Overview β€’ Setup β€’ Development

Pigeon is HackMIT's RAG email assistant. Pigeon helps automates the help email workflow.

Overview

Pigeon uses Flask for its backend framework and React for its frontend framework. It is built on an in-memory Redis database that stores embedding data for documents and emails, along with Postgres for longer-term database management. The emailing service is automated with AWS, see below for details.

Directory Overview

pigeon/
β”œβ”€β”€ .devcontainer                 # Dev container configuration
β”œβ”€β”€ README.md
β”œβ”€β”€ requirements.txt              # Python dependencies list for backend
β”œβ”€β”€ .env                          # Stores secrets that are not in VCS
β”œβ”€β”€ wsgi.py                       # Flask entry point
β”œβ”€β”€ scripts
β”‚   β”œβ”€β”€ deploy.sh                 # Deploy to production server
β”‚   └── devcontainer_setup.sh     # Run once when the dev container initializes
└── client
β”‚Β Β  β”œβ”€β”€ public
β”‚Β Β  β”‚Β Β  └── pigeon.png
β”‚Β Β  β”œβ”€β”€ src
β”‚Β Β  β”‚Β Β  β”œβ”€β”€ App.tsx
β”‚Β Β  β”‚Β Β  β”œβ”€β”€ main.css
β”‚Β Β  β”‚Β Β  β”œβ”€β”€ main.tsx
β”‚Β Β  β”‚Β Β  β”œβ”€β”€ routes
β”‚Β Β  β”‚Β Β  β”‚Β Β  β”œβ”€β”€ documents.module.css
β”‚Β Β  β”‚Β Β  β”‚Β Β  β”œβ”€β”€ documents.tsx
β”‚Β Β  β”‚Β Β  β”‚Β Β  β”œβ”€β”€ inbox.module.css
β”‚Β Β  β”‚Β Β  β”‚Β Β  β”œβ”€β”€ inbox.tsx
β”‚Β Β  β”‚Β Β  β”‚Β Β  β”œβ”€β”€ index.module.css
β”‚Β Β  β”‚Β Β  β”‚Β Β  └── index.tsx
β”‚Β Β  β”‚Β Β  β”œβ”€β”€ shell.tsx
β”‚Β Β  β”‚Β Β  └── vite-env.d.ts
└── server
 Β Β  β”œβ”€β”€ config.py
 Β Β  β”œβ”€β”€ controllers
 Β Β  β”‚Β Β  β”œβ”€β”€ admin.py
 Β Β  β”‚Β Β  β”œβ”€β”€ emails.py
 Β Β  β”‚Β Β  └── faq.py
 Β Β  β”œβ”€β”€ email_template
 Β Β  β”‚Β Β  └── template.html
 Β Β  β”œβ”€β”€ models
 Β Β  β”‚Β Β  β”œβ”€β”€ document.py
 Β Β  β”‚Β Β  β”œβ”€β”€ email.py
 Β Β  β”‚Β Β  β”œβ”€β”€ response.py
 Β Β  β”‚Β Β  └── thread.py
 Β Β  └── nlp
 Β Β   Β Β  β”œβ”€β”€ corpus_harvard.json
 Β Β   Β Β  β”œβ”€β”€ corpus_mit.json
 Β Β   Β Β  β”œβ”€β”€ embeddings.json
 Β Β   Β Β  β”œβ”€β”€ embeddings.py
 Β Β   Β Β  └── responses.py

Requirements

Docker. See setup instructions below.

Setup

Env

Copy .env.sample to .env and fill in the necessary values. You should be able to find them on slack.

Docker

Using Dev Containers are strongly recommended when doing development work on pigeon. Containers are a way of provisioning identical environments from computer to computer and alleviates a lot of headache when it comes to installing dependencies, setting up Postgres, etc...

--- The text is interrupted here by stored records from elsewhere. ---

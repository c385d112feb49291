/// FITS block size in bytes (each logical record is one block).
pub const BLOCK_SIZE: usize = 2880;

/// FITS card (keyword record) size in bytes.
pub const CARD_SIZE: usize = 80;

/// Number of cards that fit in a single block.
pub const CARDS_PER_BLOCK: usize = BLOCK_SIZE / CARD_SIZE;

/// Padding byte used for header blocks (ASCII space).
pub const HEADER_PAD_BYTE: u8 = 0x20;

/// Padding byte used for data blocks (zero).
pub const DATA_PAD_BYTE: u8 = 0x00;

/// Returns the number of FITS blocks required to hold `num_bytes` bytes.
///
/// A FITS file is organized in units of 2880 bytes. This computes the ceiling
/// division: 0 bytes requires 0 blocks, 1 byte requires 1 block, 2880 bytes
/// requires 1 block, 2881 bytes requires 2 blocks, etc.
pub const fn blocks_needed(num_bytes: usize) -> usize {
    if num_bytes == 0 {
        return 0;
    }
    num_bytes.div_ceil(BLOCK_SIZE)
}

/// Returns the total byte length (in whole blocks) required to hold `num_bytes`.
///
/// This is simply `blocks_needed(num_bytes) * BLOCK_SIZE`.
pub const fn padded_byte_len(num_bytes: usize) -> usize {
    blocks_needed(num_bytes) * BLOCK_SIZE
}

/// Copies `src` into the beginning of `dest` and fills the remaining bytes of
/// `dest` with `pad_byte`.
///
/// `dest` must be at least as large as `src`. This is a general-purpose helper
/// used by the header and data padding routines.
///
/// # Panics
///
/// Panics if `dest.len() < src.len()`.
pub(crate) fn copy_and_pad(dest: &mut [u8], src: &[u8], pad_byte: u8) {
    let len = src.len();
    dest[..len].copy_from_slice(src);
    let remaining = &mut dest[len..];
    let mut i = 0;
    while i < remaining.len() {
        remaining[i] = pad_byte;
        i += 1;
    }
}

/// Writes `src` into `dest`, padding any trailing bytes in the final block with
/// ASCII spaces (0x20) as required for FITS header blocks.
///
/// `dest` must have length equal to `padded_byte_len(src.len())`.
///
/// # Panics
///
/// Panics if `dest` is not the correct padded length.
pub fn pad_header_blocks(dest: &mut [u8], src: &[u8]) {
    assert_eq!(
        dest.len(),
        padded_byte_len(src.len()),
        "dest length must equal the padded block length of src"
    );
    copy_and_pad(dest, src, HEADER_PAD_BYTE);
}

/// Writes `src` into `dest`, padding any trailing bytes in the final block with
/// zero bytes (0x00) as required for FITS data blocks.
///
/// `dest` must have length equal to `padded_byte_len(src.len())`.
///
/// # Panics
///
/// Panics if `dest` is not the correct padded length.
pub fn pad_data_blocks(dest: &mut [u8], src: &[u8]) {
    assert_eq!(
        dest.len(),
        padded_byte_len(src.len()),
        "dest length must equal the padded block length of src"
    );
    copy_and_pad(dest, src, DATA_PAD_BYTE);
}

/// Reads exactly one 2880-byte block from `src` starting at the given block
/// index and copies it into `dest`.
///
/// # Panics
///
/// Panics if `dest.len() != BLOCK_SIZE` or if `src` does not contain enough
/// bytes for the requested block.
pub fn read_block(dest: &mut [u8; BLOCK_SIZE], src: &[u8], block_index: usize) {
    let start = block_index * BLOCK_SIZE;
    let end = start + BLOCK_SIZE;
    assert!(
        src.len() >= end,
        "src does not contain block {}",
        block_index
    );
    dest.copy_from_slice(&src[start..end]);
}

/// Writes exactly one 2880-byte block from `block` into `dest` at the given
/// block index.
///
/// # Panics
///
/// Panics if `dest` does not have enough room to hold the block at the
/// requested index.
pub fn write_block(dest: &mut [u8], block: &[u8; BLOCK_SIZE], block_index: usize) {
    let start = block_index * BLOCK_SIZE;
    let end = start + BLOCK_SIZE;
    assert!(
        dest.len() >= end,
        "dest does not have room for block {}",
        block_index
    );
    dest[start..end].copy_from_slice(block);
}

#[cfg(test)]
mod tests {
    use super::*;

    // ---- blocks_needed ----

    #[test]
    fn blocks_needed_zero() {
        assert_eq!(blocks_needed(0), 0);
    }

    #[test]
    fn blocks_needed_one_byte() {
        assert_eq!(blocks_needed(1), 1);
    }

    #[test]
    fn blocks_needed_exactly_one_block() {
        assert_eq!(blocks_needed(BLOCK_SIZE), 1);
    }

    #[test]
    fn blocks_needed_one_over() {
        assert_eq!(blocks_needed(BLOCK_SIZE + 1), 2);
    }

    #[test]
    fn blocks_needed_exactly_two_blocks() {
        assert_eq!(blocks_needed(2 * BLOCK_SIZE), 2);
    }

    #[test]
    fn blocks_needed_partial() {
        assert_eq!(blocks_needed(100), 1);
        assert_eq!(blocks_needed(2879), 1);
        assert_eq!(blocks_needed(2881), 2);
        assert_eq!(blocks_needed(5760), 2);
        assert_eq!(blocks_needed(5761), 3);
    }

    // ---- padded_byte_len ----

    #[test]
    fn padded_byte_len_zero() {
        assert_eq!(padded_byte_len(0), 0);
    }

    #[test]
    fn padded_byte_len_aligned() {
        assert_eq!(padded_byte_len(BLOCK_SIZE), BLOCK_SIZE);
        assert_eq!(padded_byte_len(2 * BLOCK_SIZE), 2 * BLOCK_SIZE);
    }

    #[test]
    fn padded_byte_len_unaligned() {
        assert_eq!(padded_byte_len(1), BLOCK_SIZE);
        assert_eq!(padded_byte_len(BLOCK_SIZE + 1), 2 * BLOCK_SIZE);
    }

    // ---- constants ----

    #[test]
    fn constant_relationships() {
        assert_eq!(BLOCK_SIZE, 2880);
        assert_eq!(CARD_SIZE, 80);
        assert_eq!(CARDS_PER_BLOCK, 36);
        assert_eq!(CARDS_PER_BLOCK * CARD_SIZE, BLOCK_SIZE);
    }

    // ---- header padding ----

    #[test]
    fn header_pad_full_block() {
        let src = [0x41u8; BLOCK_SIZE]; // 'A' repeated
        let mut dest = [0u8; BLOCK_SIZE];
        pad_header_blocks(&mut dest, &src);
        assert_eq!(&dest[..], &src[..]);
    }

    #[test]
    fn header_pad_partial_block() {
        let src = [0x41u8; 80]; // one card worth of 'A'
        let mut dest = [0u8; BLOCK_SIZE];
        pad_header_blocks(&mut dest, &src);
        assert_eq!(&dest[..80], &src[..]);
        // Remaining bytes should be ASCII space (0x20)
        for &b in &dest[80..] {
            assert_eq!(b, HEADER_PAD_BYTE);
        }
    }

    #[test]
    fn header_pad_empty() {
        let src: &[u8] = &[];
        let mut dest: [u8; 0] = [];
        pad_header_blocks(&mut dest, src);
        // No bytes to check, just verifying it doesn't panic.
    }

    #[test]
    fn header_pad_multi_block() {
        let src = [0x42u8; BLOCK_SIZE + 100];
        let mut dest = [0u8; 2 * BLOCK_SIZE];
        pad_header_blocks(&mut dest, &src);
        assert_eq!(&dest[..BLOCK_SIZE + 100], &src[..]);
        for &b in &dest[BLOCK_SIZE + 100..] {
            assert_eq!(b, HEADER_PAD_BYTE);
        }
    }

    // ---- data padding ----

    #[test]
    fn data_pad_full_block() {
        let src = [0xFFu8; BLOCK_SIZE];
        let mut dest = [0xAA; BLOCK_SIZE];
        pad_data_blocks(&mut dest, &src);
        assert_eq!(&dest[..], &src[..]);
    }

    #[test]
    fn data_pad_partial_block() {
        let src = [0xFFu8; 100];
        let mut dest = [0xAA; BLOCK_SIZE];
        pad_data_blocks(&mut dest, &src);
        assert_eq!(&dest[..100], &src[..]);
        for &b in &dest[100..] {
            assert_eq!(b, DATA_PAD_BYTE);
        }
    }

    #[test]
    fn data_pad_empty() {
        let src: &[u8] = &[];
        let mut dest: [u8; 0] = [];
        pad_data_blocks(&mut dest, src);
    }

    #[test]
    fn data_pad_multi_block() {
        let src = [0xABu8; BLOCK_SIZE + 500];
        let mut dest = [0u8; 2 * BLOCK_SIZE];
        pad_data_blocks(&mut dest, &src);
        assert_eq!(&dest[..BLOCK_SIZE + 500], &src[..]);
        for &b in &dest[BLOCK_SIZE + 500..] {
            assert_eq!(b, DATA_PAD_BYTE);
        }
    }

    // ---- read_block / write_block ----

    #[test]
    fn read_block_first() {
        let mut data = [0u8; 2 * BLOCK_SIZE];
        for (i, b) in data.iter_mut().enumerate() {
            *b = (i % 256) as u8;
        }
        let mut block = [0u8; BLOCK_SIZE];
        read_block(&mut block, &data, 0);
        assert_eq!(&block[..], &data[..BLOCK_SIZE]);
    }

    #[test]
    fn read_block_second() {
        let mut data = [0u8; 2 * BLOCK_SIZE];
        for (i, b) in data.iter_mut().enumerate() {
            *b = (i % 256) as u8;
        }
        let mut block = [0u8; BLOCK_SIZE];
        read_block(&mut block, &data, 1);
        assert_eq!(&block[..], &data[BLOCK_SIZE..2 * BLOCK_SIZE]);
    }

    #[test]
    #[should_panic(expected = "src does not contain block")]
    fn read_block_out_of_bounds() {
        let data = [0u8; BLOCK_SIZE];
        let mut block = [0u8; BLOCK_SIZE];
        read_block(&mut block, &data, 1);
    }

    #[test]
    fn write_block_round_trip() {
        let mut original = [0u8; BLOCK_SIZE];
        for (i, b) in original.iter_mut().enumerate() {
            *b = (i % 256) as u8;
        }

        let mut buffer = [0u8; 3 * BLOCK_SIZE];
        write_block(&mut buffer, &original, 1);

        let mut readback = [0u8; BLOCK_SIZE];
        read_block(&mut readback, &buffer, 1);
        assert_eq!(&readback[..], &original[..]);
    }

    #[test]
    #[should_panic(expected = "dest does not have room for block")]
    fn write_block_out_of_bounds() {
        let block = [0u8; BLOCK_SIZE];
        let mut dest = [0u8; BLOCK_SIZE];
        write_block(&mut dest, &block, 1);
    }

    // ---- mismatched dest size panics ----

    #[test]
    #[should_panic(expected = "dest length must equal the padded block length")]
    fn header_pad_wrong_dest_size() {
        let src = [0u8; 100];
        let mut dest = [0u8; 100]; // should be BLOCK_SIZE
        pad_header_blocks(&mut dest, &src);
    }

    #[test]
    #[should_panic(expected = "dest length must equal the padded block length")]
    fn data_pad_wrong_dest_size() {
        let src = [0u8; 100];
        let mut dest = [0u8; 100]; // should be BLOCK_SIZE
        pad_data_blocks(&mut dest, &src);
    }
}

To use Dev Containers you must first install Visual Studio Code and Docker. Then you must install the Remote Containers extension for Visual Studio Code.

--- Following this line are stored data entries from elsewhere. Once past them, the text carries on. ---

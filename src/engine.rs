//! Allocation engine
//!
//! [`MemoryManager`] owns the block ledger and is the only component that
//! mutates it. It wires the active placement policy to the ledger's
//! split/merge mutators, tracks the used-memory counter and the next-fit
//! cursor, and derives the external-fragmentation statistic. Display layers
//! consume read-only snapshots via [`blocks`](MemoryManager::blocks) and
//! [`stats`](MemoryManager::stats).

use crate::block::{BlockSnapshot, MemoryBlock};
use crate::error::{MemSimError, Result};
use crate::layout::SeedLayout;
use crate::ledger::BlockLedger;
use crate::policy::{self, PlacementPolicy};
use serde::{Deserialize, Serialize};
use tracing::{debug, info};

/// Snapshot of the memory counters
#[derive(Debug, Clone, Copy, PartialEq, Serialize, Deserialize)]
pub struct MemoryStats {
    /// Fixed size of the address space (KB)
    pub total: u64,
    /// KB currently allocated
    pub used: u64,
    /// KB currently free
    pub free: u64,
    /// External fragmentation, percent of free memory outside the largest
    /// free block
    pub fragmentation: f64,
}

/// Contiguous-memory allocation engine
///
/// Every public operation is atomic with respect to observable state: it
/// either applies fully or rejects without touching the ledger, counters,
/// or cursor.
#[derive(Debug, Clone)]
pub struct MemoryManager {
    ledger: BlockLedger,
    policy: PlacementPolicy,

    /// Next-fit scan position; reset on `reset()` and on policy switch
    next_fit_cursor: usize,

    /// Running count of allocated KB
    used: u64,

    /// Pristine state restored by `reset()`
    seed_ledger: BlockLedger,
    seed_used: u64,
}

impl MemoryManager {
    /// Create an engine over the fixed boot layout, using first-fit
    pub fn new() -> Self {
        // The default layout is a validated constant
        Self::with_layout(SeedLayout::default()).expect("default seed layout is valid")
    }

    /// Create an engine over a custom seed layout
    pub fn with_layout(layout: SeedLayout) -> Result<Self> {
        let ledger = BlockLedger::from_layout(&layout)?;
        let used = layout.used_size();
        info!(
            "Memory initialized: total={} KB, used={} KB, {} blocks",
            ledger.total_size(),
            used,
            ledger.len()
        );
        Ok(MemoryManager {
            seed_ledger: ledger.clone(),
            seed_used: used,
            ledger,
            policy: PlacementPolicy::FirstFit,
            next_fit_cursor: 0,
            used,
        })
    }

    /// Restore the seed ledger, counters, and cursor
    pub fn reset(&mut self) {
        self.ledger = self.seed_ledger.clone();
        self.used = self.seed_used;
        self.next_fit_cursor = 0;
        info!("Memory reset to initial state");
    }

    /// Switch the placement algorithm
    ///
    /// Resets the next-fit cursor; never touches the ledger.
    pub fn set_policy(&mut self, policy: PlacementPolicy) {
        debug!("Switching policy {} -> {}", self.policy, policy);
        self.policy = policy;
        self.next_fit_cursor = 0;
    }

    pub fn policy(&self) -> PlacementPolicy {
        self.policy
    }

    /// Allocate `size` KB to `owner` using the active policy
    pub fn allocate(&mut self, size: u64, owner: &str) -> Result<()> {
        if size == 0 {
            return Err(MemSimError::InvalidSize(size));
        }
        if owner.is_empty() {
            return Err(MemSimError::InvalidOwner);
        }
        // Duplicate check comes before any policy search, regardless of
        // algorithm
        if self.ledger.owner_exists(owner) {
            return Err(MemSimError::DuplicateOwner(owner.to_string()));
        }

        let index = self
            .select(size)
            .ok_or(MemSimError::NoSuitableBlock { requested: size })?;

        self.ledger.split_at(index, size, owner)?;
        self.used += size;

        if self.policy == PlacementPolicy::NextFit {
            // Recomputed after the split since the ledger may have grown
            self.next_fit_cursor = (index + 1) % self.ledger.len();
        }

        debug_assert!(self.ledger.check_invariants().is_ok());
        info!(
            "Allocated {} KB to '{}' via {} (used {} of {} KB)",
            size,
            owner,
            self.policy,
            self.used,
            self.ledger.total_size()
        );
        Ok(())
    }

    /// Free every block owned by `owner` and coalesce
    ///
    /// Returns the total KB released.
    pub fn deallocate(&mut self, owner: &str) -> Result<u64> {
        if owner.is_empty() {
            return Err(MemSimError::InvalidOwner);
        }

        let released = self.ledger.release_owner(owner);
        if released == 0 {
            return Err(MemSimError::OwnerNotFound(owner.to_string()));
        }

        self.used -= released;
        self.ledger.merge_free();

        debug_assert!(self.ledger.check_invariants().is_ok());
        debug_assert!(self.ledger.check_coalesced().is_ok());
        info!(
            "Deallocated {} KB from '{}' (used {} of {} KB)",
            released,
            owner,
            self.used,
            self.ledger.total_size()
        );
        Ok(released)
    }

    /// Ordered view of the current blocks
    pub fn blocks(&self) -> &[MemoryBlock] {
        self.ledger.blocks()
    }

    /// Ordered snapshot shaped for display layers
    pub fn snapshot(&self) -> Vec<BlockSnapshot> {
        self.ledger.blocks().iter().map(BlockSnapshot::from).collect()
    }

    pub fn total_memory(&self) -> u64 {
        self.ledger.total_size()
    }

    pub fn used_memory(&self) -> u64 {
        self.used
    }

    pub fn free_memory(&self) -> u64 {
        self.ledger.total_size() - self.used
    }

    /// External fragmentation as a percentage in [0, 100]
    ///
    /// The share of free memory that sits outside the largest free block:
    /// free capacity that exists in total but cannot satisfy a request as
    /// large as that block.
    pub fn fragmentation(&self) -> f64 {
        let total_free = self.free_memory();
        if total_free == 0 {
            return 0.0;
        }

        let largest_free = self.ledger.largest_free();
        // Floored at 0; the invariants keep largest_free <= total_free
        let unusable = total_free.saturating_sub(largest_free);
        (unusable as f64 / total_free as f64) * 100.0
    }

    /// Counter snapshot for display layers
    pub fn stats(&self) -> MemoryStats {
        MemoryStats {
            total: self.total_memory(),
            used: self.used,
            free: self.free_memory(),
            fragmentation: self.fragmentation(),
        }
    }

    /// Run the active policy over the current ledger
    fn select(&self, requested: u64) -> Option<usize> {
        let blocks = self.ledger.blocks();
        match self.policy {
            PlacementPolicy::FirstFit => policy::first_fit(blocks, requested),
            PlacementPolicy::BestFit => policy::best_fit(blocks, requested),
            PlacementPolicy::WorstFit => policy::worst_fit(blocks, requested),
            PlacementPolicy::NextFit => policy::next_fit(blocks, requested, self.next_fit_cursor),
        }
    }
}

impl Default for MemoryManager {
    fn default() -> Self {
        Self::new()
    }
}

To use Docker, install it here. To check if your installation is working, try running

docker run hello-world

If you get a message on your screen that starts with "Hello from Docker!", your installation is working.

After that, follow this tutorial to get your environment set up. Make sure you open this repository as a dev container in VSCode.

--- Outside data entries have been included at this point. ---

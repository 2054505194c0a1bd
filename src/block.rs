//! Memory block entity
//!
//! A block is a contiguous extent of the simulated address space, either
//! free or allocated to exactly one owner.

use serde::{Deserialize, Serialize};
use std::fmt;

/// A contiguous extent of the address space
///
/// `owner` is `Some` exactly when the block is allocated; free blocks carry
/// no owner. Blocks never have zero size.
#[derive(Debug, Clone, PartialEq, Eq, Serialize, Deserialize)]
pub struct MemoryBlock {
    /// Starting address (KB offset within the address space)
    pub start: u64,

    /// Extent size in KB (always > 0)
    pub size: u64,

    /// Owning process id, present iff allocated
    pub owner: Option<String>,
}

impl MemoryBlock {
    /// Create a free block
    pub fn free(start: u64, size: u64) -> Self {
        MemoryBlock {
            start,
            size,
            owner: None,
        }
    }

    /// Create an allocated block owned by `owner`
    pub fn allocated(start: u64, size: u64, owner: impl Into<String>) -> Self {
        MemoryBlock {
            start,
            size,
            owner: Some(owner.into()),
        }
    }

    /// First address past the end of this block
    pub fn end(&self) -> u64 {
        self.start + self.size
    }

    pub fn is_allocated(&self) -> bool {
        self.owner.is_some()
    }

    pub fn is_free(&self) -> bool {
        self.owner.is_none()
    }

    /// Check whether this block is allocated to the given owner
    pub fn owned_by(&self, owner: &str) -> bool {
        self.owner.as_deref() == Some(owner)
    }

    /// Check if this block immediately precedes another
    pub fn is_adjacent_to(&self, other: &MemoryBlock) -> bool {
        self.end() == other.start
    }
}

impl fmt::Display for MemoryBlock {
    fn fmt(&self, f: &mut fmt::Formatter<'_>) -> fmt::Result {
        match &self.owner {
            Some(owner) => write!(
                f,
                "Block(addr={}, size={}KB, allocated to {})",
                self.start, self.size, owner
            ),
            None => write!(f, "Block(addr={}, size={}KB, free)", self.start, self.size),
        }
    }
}

/// Read-only snapshot of a block, shaped for display layers
///
/// Exposes the occupancy flag and owner id as separate fields so table and
/// JSON consumers do not need to understand the `Option` encoding.
#[derive(Debug, Clone, PartialEq, Eq, Serialize, Deserialize)]
pub struct BlockSnapshot {
    pub start_address: u64,
    pub size: u64,
    pub allocated: bool,
    pub owner_id: String,
}

impl From<&MemoryBlock> for BlockSnapshot {
    fn from(block: &MemoryBlock) -> Self {
        BlockSnapshot {
            start_address: block.start,
            size: block.size,
            allocated: block.is_allocated(),
            owner_id: block.owner.clone().unwrap_or_default(),
        }
    }
}
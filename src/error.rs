use thiserror::Error;

#[derive(Error, Debug)]
pub enum MemSimError {
    #[error("Invalid request size: {0} (must be positive)")]
    InvalidSize(u64),

    #[error("Invalid owner id: must be a non-empty string")]
    InvalidOwner,

    #[error("Owner '{0}' already holds an allocation")]
    DuplicateOwner(String),

    #[error("No free block large enough for {requested} KB")]
    NoSuitableBlock { requested: u64 },

    #[error("Owner '{0}' not found in allocated memory")]
    OwnerNotFound(String),

    #[error("Invalid seed layout: {0}")]
    InvalidLayout(String),

    #[error("Ledger corruption detected: {0}")]
    LedgerCorrupt(String),

    #[error("I/O error: {0}")]
    Io(#[from] std::io::Error),

    #[error("Layout parse error: {0}")]
    TomlParse(#[from] toml::de::Error),
}

pub type Result<T> = std::result::Result<T, MemSimError>;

Note: It can take a few minutes to provision the container if it is your first time starting it up.

Development

To start the server, run

python3 wsgi.py

To start the client, in a different terminal, run

cd client
npm run dev

The postgres and redis services are running on the same network as the dev container, but they can only communicate with each other via the designated service names, which are database and redis respectively. If you want to view these services from inside the dev container, you can use the following commands:

# postgres
PGPASSWORD='password' psql -h database -U postgres

# redis
redis-cli -h redis

Check redis keys with

keys *

Alternatively, you can access these services from your local machine, i.e., outside of the dev container, by connecting directly to the docker containers. To do this, run

docker container ls

and retrieve the container id of your desired instance (e.g., pigeon_devcontainer-database-1). Then, run

docker exec -it <container_id> /bin/bash

to enter the container, from which you should be able to run psql or redis-cli directly.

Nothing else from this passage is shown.